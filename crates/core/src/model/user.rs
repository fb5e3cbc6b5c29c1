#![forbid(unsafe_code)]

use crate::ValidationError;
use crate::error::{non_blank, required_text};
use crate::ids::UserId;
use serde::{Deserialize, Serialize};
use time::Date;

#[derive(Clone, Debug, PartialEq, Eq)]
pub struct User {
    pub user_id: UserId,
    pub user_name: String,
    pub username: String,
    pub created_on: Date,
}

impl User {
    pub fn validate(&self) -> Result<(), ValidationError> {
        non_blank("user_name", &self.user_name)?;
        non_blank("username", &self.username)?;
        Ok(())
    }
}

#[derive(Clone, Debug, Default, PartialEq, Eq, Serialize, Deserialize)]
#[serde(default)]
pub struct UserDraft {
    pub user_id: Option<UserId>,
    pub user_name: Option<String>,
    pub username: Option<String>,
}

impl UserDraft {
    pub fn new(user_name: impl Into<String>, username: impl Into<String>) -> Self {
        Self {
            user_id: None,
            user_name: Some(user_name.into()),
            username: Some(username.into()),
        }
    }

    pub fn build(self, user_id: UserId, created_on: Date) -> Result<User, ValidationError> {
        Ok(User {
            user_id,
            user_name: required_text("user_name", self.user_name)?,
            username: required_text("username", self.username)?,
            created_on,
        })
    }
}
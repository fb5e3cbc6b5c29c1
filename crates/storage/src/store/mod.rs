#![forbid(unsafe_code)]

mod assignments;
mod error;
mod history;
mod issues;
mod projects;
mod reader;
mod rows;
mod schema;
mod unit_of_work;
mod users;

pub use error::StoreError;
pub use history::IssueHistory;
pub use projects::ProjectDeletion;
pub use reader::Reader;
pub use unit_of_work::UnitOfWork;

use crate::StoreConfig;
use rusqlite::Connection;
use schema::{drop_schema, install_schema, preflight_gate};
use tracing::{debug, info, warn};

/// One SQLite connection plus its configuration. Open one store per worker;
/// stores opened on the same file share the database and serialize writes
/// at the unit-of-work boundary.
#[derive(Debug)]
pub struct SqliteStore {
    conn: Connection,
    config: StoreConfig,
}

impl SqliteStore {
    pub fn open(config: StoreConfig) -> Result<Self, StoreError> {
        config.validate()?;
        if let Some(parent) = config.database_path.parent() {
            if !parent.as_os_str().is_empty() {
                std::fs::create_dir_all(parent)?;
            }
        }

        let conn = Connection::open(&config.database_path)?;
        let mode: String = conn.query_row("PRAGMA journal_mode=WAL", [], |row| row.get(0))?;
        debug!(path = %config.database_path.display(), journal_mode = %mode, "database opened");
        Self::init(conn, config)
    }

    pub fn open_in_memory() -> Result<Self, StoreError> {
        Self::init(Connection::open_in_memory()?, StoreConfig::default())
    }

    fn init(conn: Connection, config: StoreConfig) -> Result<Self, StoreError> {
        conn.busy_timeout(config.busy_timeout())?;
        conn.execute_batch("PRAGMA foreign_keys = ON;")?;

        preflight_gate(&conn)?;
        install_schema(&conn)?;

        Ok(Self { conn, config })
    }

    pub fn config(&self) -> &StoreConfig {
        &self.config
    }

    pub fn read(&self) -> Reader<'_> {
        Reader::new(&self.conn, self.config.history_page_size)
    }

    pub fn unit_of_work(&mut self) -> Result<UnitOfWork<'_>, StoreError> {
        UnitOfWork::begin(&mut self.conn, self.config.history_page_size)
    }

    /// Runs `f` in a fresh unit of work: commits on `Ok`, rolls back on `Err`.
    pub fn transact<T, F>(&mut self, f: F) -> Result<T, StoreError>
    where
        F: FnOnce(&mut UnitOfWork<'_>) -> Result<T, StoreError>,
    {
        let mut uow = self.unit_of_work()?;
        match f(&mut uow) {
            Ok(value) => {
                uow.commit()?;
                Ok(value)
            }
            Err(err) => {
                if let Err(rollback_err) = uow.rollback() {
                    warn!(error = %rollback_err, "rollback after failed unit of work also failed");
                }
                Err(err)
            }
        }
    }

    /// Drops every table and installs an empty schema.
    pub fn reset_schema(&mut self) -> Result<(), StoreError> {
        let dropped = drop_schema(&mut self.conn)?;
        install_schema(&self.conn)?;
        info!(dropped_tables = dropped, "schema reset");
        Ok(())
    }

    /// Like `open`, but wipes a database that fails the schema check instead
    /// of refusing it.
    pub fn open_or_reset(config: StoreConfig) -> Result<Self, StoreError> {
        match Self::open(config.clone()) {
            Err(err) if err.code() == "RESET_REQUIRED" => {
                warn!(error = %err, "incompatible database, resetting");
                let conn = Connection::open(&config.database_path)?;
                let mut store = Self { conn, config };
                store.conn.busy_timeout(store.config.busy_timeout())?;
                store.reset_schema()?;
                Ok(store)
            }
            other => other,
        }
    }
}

______

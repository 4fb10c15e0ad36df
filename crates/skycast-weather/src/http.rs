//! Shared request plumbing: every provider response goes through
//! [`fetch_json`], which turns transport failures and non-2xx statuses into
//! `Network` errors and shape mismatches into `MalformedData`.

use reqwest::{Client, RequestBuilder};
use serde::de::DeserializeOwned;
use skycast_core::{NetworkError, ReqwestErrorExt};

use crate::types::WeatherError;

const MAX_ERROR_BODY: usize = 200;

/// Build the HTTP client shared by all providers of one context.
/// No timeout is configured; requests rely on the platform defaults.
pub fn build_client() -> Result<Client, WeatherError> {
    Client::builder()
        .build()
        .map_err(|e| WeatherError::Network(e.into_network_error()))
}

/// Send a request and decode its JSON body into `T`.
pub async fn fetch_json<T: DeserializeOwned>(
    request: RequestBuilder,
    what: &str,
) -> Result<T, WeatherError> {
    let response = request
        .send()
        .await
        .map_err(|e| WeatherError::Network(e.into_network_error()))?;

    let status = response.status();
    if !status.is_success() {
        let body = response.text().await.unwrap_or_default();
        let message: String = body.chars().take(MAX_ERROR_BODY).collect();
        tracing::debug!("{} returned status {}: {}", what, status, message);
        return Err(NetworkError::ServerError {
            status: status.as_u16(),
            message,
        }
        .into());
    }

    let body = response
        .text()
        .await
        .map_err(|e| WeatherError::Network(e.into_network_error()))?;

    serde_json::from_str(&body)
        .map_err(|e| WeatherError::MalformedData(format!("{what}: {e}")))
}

______

ACTIVITY =
Working from the material above, retype exactly the lines from the one with "filename crates/core/src/model/user.rs" through the one with "pub fn validate(&self)", both included, and only those lines.

COMPLETED TASK =
filename crates/core/src/model/user.rs
repository fb5e3cbc6b5c29c1
#![forbid(unsafe_code)]

use crate::ValidationError;
use crate::error::{non_blank, required_text};
use crate::ids::UserId;
use serde::{Deserialize, Serialize};
use time::Date;

#[derive(Clone, Debug, PartialEq, Eq)]
pub struct User {
    pub user_id: UserId,
    pub user_name: String,
    pub username: String,
    pub created_on: Date,
}

impl User {
    pub fn validate(&self) -> Result<(), ValidationError> {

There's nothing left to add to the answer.